How is a building a living, breathing beast and can you train
it to react differently? Look at the skeleton, circulation, and
skin of the building - changing any one component can have implications
on the mere survival of the beast, not to mention its neighborhood.
The structural backbone of the beast was a column grid of 20’
x 20’, which posed challenges for reuse options (for instance,
consider the optimal way to arrange the maximum number of 8’
x 8’ cubicles). The floor plates were massive, with 240’
in the minimum dimension. This meant that natural light did not
reach the inner bowels of the beast, but this was acceptable for
warehousing at that time. With the desire to transform segments
of the existing structure into a hotel and condominiums, portions
of floor plate s
labs were removed to create an atrium and a light
well. The column structure elements stayed, however, with the
caps remaining to reflect what was historically there and to identify
where the guts were removed. Techniques included x-raying the
slabs with ground-penetrating radar to identify the location of
rebar to assist in surgically removing sections of the building.
Circulation patterns required modification, particularly in the
heart of the building. Twenty new elevators were installed, since
existing freight elevators were the wrong size and existing passenger
elevators were in the wrong location. Fun fact: Original circulation
of product had an interesting story. One historical find was the
spiral slide: warehouse workers on roller-skates picked mail-order
products off the shelf and slid them down the spiral slide to
shipping for distribution to their final destinations. Uncovering
these product supply and delivery methods was exciting, but ultimately
not reusable and so this form of circulation was removed.
Eyes are the windows to the soul. But windows are the eyes of
the building. With over 825 openings, existing corroded steel
windows were replaced, restored, and added for a bright-eyed future.
Operable windows were included in the condos, while fixed units
were utilized throughout the office and retail spaces.
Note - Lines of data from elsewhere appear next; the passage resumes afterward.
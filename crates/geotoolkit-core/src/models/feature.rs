//! Features and feature collections.
//!
//! A `Feature` couples a geometry with an opaque property mapping; a
//! `FeatureCollection` is an ordered sequence of features. Order matters for
//! result stability (k-NN rank ties, index-to-feature correspondence) but
//! carries no geometric meaning.

use serde::{Deserialize, Serialize};
use serde_json::{Map, Value};

use crate::models::geometry::Geometry;

/// A geometry with properties and an optional identity.
///
/// Properties are opaque to geometric operations and are deep-copied, never
/// aliased, whenever an operation produces a derived feature.
#[derive(Debug, Clone, PartialEq, Serialize, Deserialize)]
pub struct Feature {
    #[serde(skip_serializing_if = "Option::is_none")]
    pub id: Option<String>,
    #[serde(default)]
    pub properties: Map<String, Value>,
    pub geometry: Geometry,
}

impl Feature {
    /// Create a feature with empty properties
    pub fn new(geometry: Geometry) -> Self {
        Self { id: None, properties: Map::new(), geometry }
    }

    /// Create a feature with properties
    pub fn with_properties(geometry: Geometry, properties: Map<String, Value>) -> Self {
        Self { id: None, properties, geometry }
    }

    /// Builder-style identity setter
    pub fn id(mut self, id: impl Into<String>) -> Self {
        self.id = Some(id.into());
        self
    }

    /// Builder-style property setter
    pub fn property(mut self, key: impl Into<String>, value: impl Into<Value>) -> Self {
        self.properties.insert(key.into(), value.into());
        self
    }

    /// Copy of this feature with one extra property set.
    ///
    /// The property map is cloned first so the input feature is never
    /// mutated in place.
    pub fn tagged(&self, key: &str, value: impl Into<Value>) -> Self {
        let mut out = self.clone();
        out.properties.insert(key.to_string(), value.into());
        out
    }
}

/// An ordered sequence of features
#[derive(Debug, Clone, PartialEq, Default, Serialize, Deserialize)]
pub struct FeatureCollection {
    pub features: Vec<Feature>,
}

impl FeatureCollection {
    pub fn new(features: Vec<Feature>) -> Self {
        Self { features }
    }

    pub fn empty() -> Self {
        Self { features: Vec::new() }
    }

    pub fn len(&self) -> usize {
        self.features.len()
    }

    pub fn is_empty(&self) -> bool {
        self.features.is_empty()
    }

    pub fn push(&mut self, feature: Feature) {
        self.features.push(feature);
    }

    pub fn iter(&self) -> std::slice::Iter<'_, Feature> {
        self.features.iter()
    }

    /// Only the Point features, in input order
    pub fn point_features(&self) -> Vec<&Feature> {
        self.features
            .iter()
            .filter(|f| matches!(f.geometry, Geometry::Point { .. }))
            .collect()
    }

    /// Geometries of all features, in input order
    pub fn geometries(&self) -> Vec<Geometry> {
        self.features.iter().map(|f| f.geometry.clone()).collect()
    }
}

impl FromIterator<Feature> for FeatureCollection {
    fn from_iter<T: IntoIterator<Item = Feature>>(iter: T) -> Self {
        Self { features: iter.into_iter().collect() }
    }
}
//! Canonical data model: geometries, features, and feature collections.

pub mod feature;
pub mod geometry;

pub use feature::{Feature, FeatureCollection};
pub use geometry::{Crs, Geometry, GeometryType};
When considering how to reuse a building most effectively, exterior
skin has a significant impact on the life of the building. The
existing building walls, comprised of brick 3 to 5 wythes thick
without insulation or flashing, were built at a time when brick,
labor, and especially energy were cheap. Now, in 2006, energy
is a larger concern so the consideration of adding insulation
was investigated. Over time the moving, breathing building has
matured - with cracks in its skin and movement in its joints.
Moisture vapor breathed in and out of the skin, converse to what
current technology teaches us to prevent. Parged parapets spalled,
corroded relief angles needed some relief, anchors were rusted
away, and extensive testing combined with thoughtful contemplation
based upon years of wisdom, led to considerations of how to change
the skin. Originally this beast was only heated, and concerns
of condensation, efflorescence, and peeling paint posed risks
that questioned how the living, breathing building would respond
to insulation, vapor retarders, air barriers, and sealing of the
brick when air conditioned. Ultimately, the diagnosis was that
the existing wall system, with an R-value of only 1 or 2, functioned
as a barrier wall system rather than a cavity wall system with
a drainage plane, and the current skin worked best to keep the
water out. Radiant heat was added to the building to offset heat
loss, with the realization that the majority of the exterior spaces
have large expanses of windows, and heat loss would be an issue
whether or not insulation was added to the building skin.
So how did this revived beast do? Comparison-shopping to a nearly
identical building Sears built in Boston at about the same time,
and that was also recently renovated, the Boston “twin”
took 18 months for construction of the shell and only had a couple
tenants open at that point. The Midtown Exchange took 15 months
to open the hotel, Allina’s new office space, and the housing
component. With the Global Market opening a little later with
start-up businesses and the revitalization of a neighborhood,
the partners are proud of training this beast into a gentle giant.